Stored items

Start of Block

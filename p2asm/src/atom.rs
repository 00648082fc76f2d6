use std::cmp::Ordering;
use std::fmt;

// Symbol values
//
// Invalid marks a symbol that has been referenced but not (yet) defined.
#[derive(Debug, Clone, PartialEq)]
pub enum Atom {
    Invalid,
    Bool(bool),
    Byte(u8),
    Word(u16),
    Addr(u32),
    Long(u32),
    Quad(u64),
    Real(f64),
    String(Vec<u8>),
}

impl Default for Atom {
    fn default() -> Atom {
        Atom::Invalid
    }
}

impl Atom {
    pub fn is_valid(&self) -> bool {
        *self != Atom::Invalid
    }

    pub fn kind(&self) -> &'static str {
        match self {
            Atom::Invalid   => "invalid",
            Atom::Bool(_)   => "bool",
            Atom::Byte(_)   => "byte",
            Atom::Word(_)   => "word",
            Atom::Addr(_)   => "addr",
            Atom::Long(_)   => "long",
            Atom::Quad(_)   => "quad",
            Atom::Real(_)   => "real",
            Atom::String(_) => "string",
        }
    }

    pub fn to_u64(&self) -> u64 {
        match self {
            Atom::Invalid   => 0,
            Atom::Bool(b)   => *b as u64,
            Atom::Byte(b)   => *b as u64,
            Atom::Word(w)   => *w as u64,
            Atom::Addr(a)   => *a as u64,
            Atom::Long(l)   => *l as u64,
            Atom::Quad(q)   => *q,
            Atom::Real(r)   => *r as u64,
            // Big endian, same as a quoted literal in an expression
            Atom::String(s) => s.iter().fold(0u64, |acc, &b| acc.wrapping_shl(8) | b as u64),
        }
    }
}

// Only atoms of the same kind are ordered
impl PartialOrd for Atom {
    fn partial_cmp(&self, other: &Atom) -> Option<Ordering> {
        match (self, other) {
            (Atom::Invalid, Atom::Invalid)     => Some(Ordering::Equal),
            (Atom::Bool(a), Atom::Bool(b))     => a.partial_cmp(b),
            (Atom::Byte(a), Atom::Byte(b))     => a.partial_cmp(b),
            (Atom::Word(a), Atom::Word(b))     => a.partial_cmp(b),
            (Atom::Addr(a), Atom::Addr(b))     => a.partial_cmp(b),
            (Atom::Long(a), Atom::Long(b))     => a.partial_cmp(b),
            (Atom::Quad(a), Atom::Quad(b))     => a.partial_cmp(b),
            (Atom::Real(a), Atom::Real(b))     => a.partial_cmp(b),
            (Atom::String(a), Atom::String(b)) => a.partial_cmp(b),
            _ => None,
        }
    }
}

impl fmt::Display for Atom {
    fn fmt(&self, f: &mut fmt::Formatter) -> fmt::Result {
        match self {
            Atom::Invalid   => write!(f, "<undefined>"),
            Atom::Bool(b)   => write!(f, "{}", b),
            Atom::Byte(b)   => write!(f, "${:02x}", b),
            Atom::Word(w)   => write!(f, "${:04x}", w),
            Atom::Addr(a)   => write!(f, "${:05x}", a),
            Atom::Long(l)   => write!(f, "${:08x}", l),
            Atom::Quad(q)   => write!(f, "${:x}", q),
            Atom::Real(r)   => write!(f, "{}", r),
            Atom::String(s) => write!(f, "\"{}\"", String::from_utf8_lossy(s)),
        }
    }
}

End of Block

* **What to produce**
Set all the entries above down again exactly.

* **Exercise response**
filename p2asm/src/atom.rs
repository 00648082fc76f2d6
use std::cmp::Ordering;
use std::fmt;

// Symbol values
//
// Invalid marks a symbol that has been referenced but not (yet) defined.
#[derive(Debug, Clone, PartialEq)]
pub enum Atom {
    Invalid,
    Bool(bool),
    Byte(u8),
    Word(u16),
    Addr(u32),
    Long(u32),
    Quad(u64),
    Real(f64),
    String(Vec<u8>),
}

impl Default for Atom {
    fn default() -> Atom {
        Atom::Invalid
    }
}

impl Atom {
    pub fn is_valid(&self) -> bool {
        *self != Atom::Invalid
    }

    pub fn kind(&self) -> &'static str {
        match self {
            Atom::Invalid   => "invalid",
            Atom::Bool(_)   => "bool",
            Atom::Byte(_)   => "byte",
            Atom::Word(_)   => "word",
            Atom::Addr(_)   => "addr",
            Atom::Long(_)   => "long",
            Atom::Quad(_)   => "quad",
            Atom::Real(_)   => "real",
            Atom::String(_) => "string",
        }
    }

    pub fn to_u64(&self) -> u64 {
        match self {
            Atom::Invalid   => 0,
            Atom::Bool(b)   => *b as u64,
            Atom::Byte(b)   => *b as u64,
            Atom::Word(w)   => *w as u64,
            Atom::Addr(a)   => *a as u64,
            Atom::Long(l)   => *l as u64,
            Atom::Quad(q)   => *q,
            Atom::Real(r)   => *r as u64,
            // Big endian, same as a quoted literal in an expression
            Atom::String(s) => s.iter().fold(0u64, |acc, &b| acc.wrapping_shl(8) | b as u64),
        }
    }
}

// Only atoms of the same kind are ordered
impl PartialOrd for Atom {
    fn partial_cmp(&self, other: &Atom) -> Option<Ordering> {
        match (self, other) {
            (Atom::Invalid, Atom::Invalid)     => Some(Ordering::Equal),
            (Atom::Bool(a), Atom::Bool(b))     => a.partial_cmp(b),
            (Atom::Byte(a), Atom::Byte(b))     => a.partial_cmp(b),
            (Atom::Word(a), Atom::Word(b))     => a.partial_cmp(b),
            (Atom::Addr(a), Atom::Addr(b))     => a.partial_cmp(b),
            (Atom::Long(a), Atom::Long(b))     => a.partial_cmp(b),
            (Atom::Quad(a), Atom::Quad(b))     => a.partial_cmp(b),
            (Atom::Real(a), Atom::Real(b))     => a.partial_cmp(b),
            (Atom::String(a), Atom::String(b)) => a.partial_cmp(b),
            _ => None,
        }
    }
}

impl fmt::Display for Atom {
    fn fmt(&self, f: &mut fmt::Formatter) -> fmt::Result {
        match self {
            Atom::Invalid   => write!(f, "<undefined>"),
            Atom::Bool(b)   => write!(f, "{}", b),
            Atom::Byte(b)   => write!(f, "${:02x}", b),
            Atom::Word(w)   => write!(f, "${:04x}", w),
            Atom::Addr(a)   => write!(f, "${:05x}", a),
            Atom::Long(l)   => write!(f, "${:08x}", l),
            Atom::Quad(q)   => write!(f, "${:x}", q),
            Atom::Real(r)   => write!(f, "{}", r),
            Atom::String(s) => write!(f, "\"{}\"", String::from_utf8_lossy(s)),
        }
    }
}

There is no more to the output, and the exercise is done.